** Opening Data shown block **
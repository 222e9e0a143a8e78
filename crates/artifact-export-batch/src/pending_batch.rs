// Pending batch accumulation
//
// Holds candidate documents (and their dedup keys) until the assembler
// decides to hand them to the indexing client.

use serde_json::Value;

use crate::BatchLimits;

/// Ordered documents awaiting a bulk request, plus their running size estimate.
#[derive(Debug)]
pub struct PendingBatch<K> {
    keys: Vec<K>,
    documents: Vec<Value>,
    total_bytes: u64,
}

impl<K> PendingBatch<K> {
    pub(crate) fn with_capacity(capacity: usize) -> Self {
        Self {
            keys: Vec::with_capacity(capacity),
            documents: Vec::with_capacity(capacity),
            total_bytes: 0,
        }
    }

    pub(crate) fn add(&mut self, key: K, document: Value, approx_bytes: u64) {
        self.keys.push(key);
        self.documents.push(document);
        self.total_bytes = self.total_bytes.saturating_add(approx_bytes);
    }

    pub(crate) fn should_flush(&self, limits: &BatchLimits) -> bool {
        self.documents.len() >= limits.max_docs || self.total_bytes >= limits.max_bytes
    }

    /// True when adding `approx_bytes` more would push a non-empty batch past the byte cap.
    pub(crate) fn would_overflow(&self, approx_bytes: u64, limits: &BatchLimits) -> bool {
        !self.documents.is_empty() && self.total_bytes.saturating_add(approx_bytes) > limits.max_bytes
    }

    pub fn len(&self) -> usize {
        self.documents.len()
    }

    pub fn is_empty(&self) -> bool {
        self.documents.is_empty()
    }

    pub fn total_bytes(&self) -> u64 {
        self.total_bytes
    }

    pub fn keys(&self) -> &[K] {
        &self.keys
    }

    pub fn documents(&self) -> &[Value] {
        &self.documents
    }

    /// Splits the batch into its keys and documents, both in insertion order.
    pub fn into_parts(self) -> (Vec<K>, Vec<Value>) {
        (self.keys, self.documents)
    }
}
//! Error types for the export pipeline

use artifact_export_config::DataSource;
use thiserror::Error;

/// Failure reported by a bulk or single-document index request.
#[derive(Debug, Error)]
pub enum IndexError {
    /// The cluster could not be reached at all
    #[error("Search cluster unreachable at '{base_url}': {reason}")]
    Unreachable { base_url: String, reason: String },

    /// The request reached the cluster but was refused
    #[error("Index request to '{index}' rejected: {reason}")]
    Rejected { index: String, reason: String },
}

impl IndexError {
    pub fn unreachable(base_url: impl Into<String>, reason: impl Into<String>) -> Self {
        Self::Unreachable {
            base_url: base_url.into(),
            reason: reason.into(),
        }
    }

    pub fn rejected(index: impl Into<String>, reason: impl Into<String>) -> Self {
        Self::Rejected {
            index: index.into(),
            reason: reason.into(),
        }
    }
}

/// Failure while reading artifacts from the host tool.
#[derive(Debug, Error)]
pub enum SourceError {
    #[error("Failed to read {data_source}: {reason}")]
    Unavailable {
        data_source: DataSource,
        reason: String,
    },
}

impl SourceError {
    pub fn unavailable(data_source: DataSource, reason: impl Into<String>) -> Self {
        Self::Unavailable {
            data_source,
            reason: reason.into(),
        }
    }
}

/// Errors that abort a reporter cycle or prevent a worker from starting.
#[derive(Debug, Error)]
pub enum ExportError {
    #[error(transparent)]
    Source(#[from] SourceError),

    #[error("Failed to start worker '{name}': {source}")]
    Spawn {
        name: String,
        #[source]
        source: std::io::Error,
    },
}

impl ExportError {
    pub fn spawn(name: impl Into<String>, source: std::io::Error) -> Self {
        Self::Spawn {
            name: name.into(),
            source,
        }
    }
}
** Closing Data shown block **
> What to work on: Determine how many lines of the listing include the word "BatchLimits" and report nothing but the number.

> Your response: 3